Les conséquences de cette étude ne se limitent pas l’évaluation de toxicité des plantes OGM mais s’étend à celle des produits chimiques utilisés en agriculture et notamment les désherbants et les insecticides. En effet, outre l’évaluation d’un maïs OGM, l’étude a aussi porté sur la toxicité à faible dose d’un désherbant, le Rondup. L’opinion publique est depuis quelques années déjà soumise régulièrement à des révélations sur les dangers de produits chimiques présents dans les produits alimentaires industriels. Malgré diverses études scientifiques démontrant des effets néfastes de ces produits à faible dose, les modes d’évaluation de leur toxicité n’ont pas été modifiés. L’impact médiatique de l’étude Séralini pourraient bien obliger les instances de contrôle à relever leur niveau d’exigence pour tous les produits chimiques utilisés dans l’alimentation ou en contact avec des produits alimentaires.
Certes il faut rester mobilisé. Les puissantes multinationales de la chimie et de la génétique, n’ont sans doute pas dit leur dernier mot.

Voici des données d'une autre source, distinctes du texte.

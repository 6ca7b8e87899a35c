//! Sequences and their Standard MIDI File encoding.

use midly::num::u15;
use midly::{Format, Header, Smf, Timing};

use crate::error::{MergeError, MergeResult};
use crate::event::{Event, Track, MAX_DELTA};
use crate::ticks::rescale_ticks;

/// An ordered list of tracks plus the time base they are expressed in.
#[derive(Debug, Clone, PartialEq, Eq)]
pub struct Sequence<'a> {
    pub timing: Timing,
    pub tracks: Vec<Track<'a>>,
}

impl<'a> Sequence<'a> {
    /// Creates a sequence with metrical timing.
    pub fn new(ticks_per_beat: u16, tracks: Vec<Track<'a>>) -> Self {
        Self {
            timing: Timing::Metrical(u15::new(ticks_per_beat)),
            tracks,
        }
    }

    /// Decodes and classifies an SMF held in memory.
    pub fn parse(bytes: &'a [u8]) -> Result<Self, midly::Error> {
        let smf = Smf::parse(bytes)?;
        Ok(Self::from_smf(&smf))
    }

    /// Classifies every event of a decoded SMF.
    pub fn from_smf(smf: &Smf<'a>) -> Self {
        let tracks = smf
            .tracks
            .iter()
            .map(|track| Track::from_events(track.iter().map(Event::classify).collect()))
            .collect();
        Self {
            timing: smf.header.timing,
            tracks,
        }
    }

    /// Ticks per beat, or `None` for SMPTE timecode timing.
    pub fn ticks_per_beat(&self) -> Option<u16> {
        match self.timing {
            Timing::Metrical(tpb) => Some(tpb.as_int()),
            Timing::Timecode(..) => None,
        }
    }

    /// Human-readable description of the time base.
    pub fn describe_timing(&self) -> String {
        match self.timing {
            Timing::Metrical(tpb) => format!("{} ticks per beat", tpb.as_int()),
            Timing::Timecode(fps, subframes) => {
                format!("SMPTE timecode ({:?}, {} subframes)", fps, subframes)
            }
        }
    }

    pub fn track_count(&self) -> usize {
        self.tracks.len()
    }

    /// Returns a copy with every track moved onto a `target` tick grid.
    ///
    /// Positions are rescaled from absolute time, so rounding never
    /// accumulates along a track. Timecode sequences are returned unchanged.
    /// A rescaled delta too large for a variable-length quantity is a
    /// malformed event.
    pub fn rescaled(&self, target: u16) -> MergeResult<Self> {
        let Some(source) = self.ticks_per_beat() else {
            return Ok(self.clone());
        };
        if source == target {
            return Ok(self.clone());
        }

        let mut tracks = Vec::with_capacity(self.tracks.len());
        for (t, track) in self.tracks.iter().enumerate() {
            let mut absolute = 0u64;
            let mut previous = 0u64;
            let mut events = Vec::with_capacity(track.len());
            for (e, event) in track.iter().enumerate() {
                absolute += u64::from(event.delta);
                let position = rescale_ticks(absolute, source, target);
                let delta = position - previous;
                previous = position;
                let delta = u32::try_from(delta)
                    .ok()
                    .filter(|delta| *delta <= MAX_DELTA)
                    .ok_or_else(|| {
                        MergeError::malformed_event(
                            t,
                            e,
                            format!(
                                "delta {} ticks at {} ticks per beat exceeds the SMF maximum",
                                delta, target
                            ),
                        )
                    })?;
                events.push(Event::new(delta, event.kind));
            }
            tracks.push(Track::from_events(events));
        }

        Ok(Self::new(target, tracks))
    }

    /// Builds the SMF representation (format 1).
    pub fn to_smf(&self) -> MergeResult<Smf<'a>> {
        let mut tracks = Vec::with_capacity(self.tracks.len());
        for (t, track) in self.tracks.iter().enumerate() {
            let mut encoded = Vec::with_capacity(track.len());
            for (e, event) in track.iter().enumerate() {
                let event = event.to_track_event().ok_or_else(|| {
                    MergeError::malformed_event(
                        t,
                        e,
                        format!("delta {} does not fit an SMF event", event.delta),
                    )
                })?;
                encoded.push(event);
            }
            tracks.push(encoded);
        }

        Ok(Smf {
            header: Header::new(Format::Parallel, self.timing),
            tracks,
        })
    }

    /// Encodes the sequence as SMF bytes.
    pub fn to_bytes(&self) -> MergeResult<Vec<u8>> {
        let smf = self.to_smf()?;
        let mut out = Vec::new();
        smf.write_std(&mut out).map_err(MergeError::Encode)?;
        Ok(out)
    }
}
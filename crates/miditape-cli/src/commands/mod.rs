//! CLI command implementations.

pub mod convert;
pub mod doctor;
pub mod json_output;
pub mod merge;
pub mod reporting;

use anyhow::Result;
use miditape_merge::{MergeConfig, ResolutionPolicy};

/// Merge settings shared by `convert` and `merge`.
#[derive(Debug, Clone, PartialEq)]
pub struct MergeOptions {
    /// Seconds of silence between inputs
    pub gap_secs: f64,
    /// Seconds of silence after the last input
    pub tail_secs: f64,
    /// How inputs with differing resolutions are handled
    pub resolution: ResolutionPolicy,
}

impl MergeOptions {
    /// Builds and validates the merge configuration.
    pub fn config(&self) -> Result<MergeConfig> {
        let config = MergeConfig::default()
            .gap_secs(self.gap_secs)
            .tail_secs(self.tail_secs)
            .resolution_policy(self.resolution);
        config.validate()?;
        Ok(config)
    }
}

Mais avec cette étude, la science a changé de camp. En révélant la vérité des faits dans toute leur rigueur scientifique, elle a aussi fait la lumière sur les manipulations des zélateurs des OGM et décrédibilisé le discours scientifique derrière lequel ils s’abritaient. Ce sont eux qui aujourd’hui se voient taxés d’anti-science, non pas par obscurantisme, mais par cynisme et appât du gain, ce qui est criminel.
La modernité et le progrès aussi sont en train de changer de camp. En effet, les OGM et les produits chimiques sont conçus pour une agriculture industrielle qui a sans doute fait des miracles il y a un demi-siècle mais qui a montré depuis ses limites et surtout ses effets pervers sur l’environnement, les ressources en eau et la biodiversité. Promouvoir les OGM, c’est promouvoir un modèle agricole obsolète, de plus en plus contesté et que la raréfaction du pétrole rend de moins en moins viable. L’avenir est désormais celui d’une agriculture diversifiée qui valorise l’écosystème pour en tirer parti.
Cette évolution prépare opportunément le terrain pour une prise de conscience plus large encore. En 2013 devraient être publiés les résultats du deuxième programme quinquennal de recherche HEATOX, financé par la communauté européenne, sur les molécules synthétisées par la cuisson des aliments. Après la découverte en 2002 d’une molécule toxique, l’acrylamide, issue d’une réaction chimique lors de la cuisson, dans des aliments de consommation courante, tels que le pain, les biscuits, le café, l’union européenne a lancé un vaste programme de recherche scientifique. Les résultats du premier programme de cinq ans ont confirmé la présence de cette molécule et révélé plusieurs centaines d’autres produites elles aussi par la cuisson et susceptibles d’être tout aussi néfaste pour l’organisme.
Seule la révélation de faits scientifiquement établis pourra libérer l’humanité des attraits de la cuisson et de la transformation des aliments. Quand bien même ceux qui ont sauté le pas témoignent du plaisir qu’ils prennent en mangeant cru, ce sont bien le souci de préserver sa santé ou celle de ses proches. Et pour ce qui est de savoir ce qui est bon pour la santé, la vérité scientifique est la plus crédible.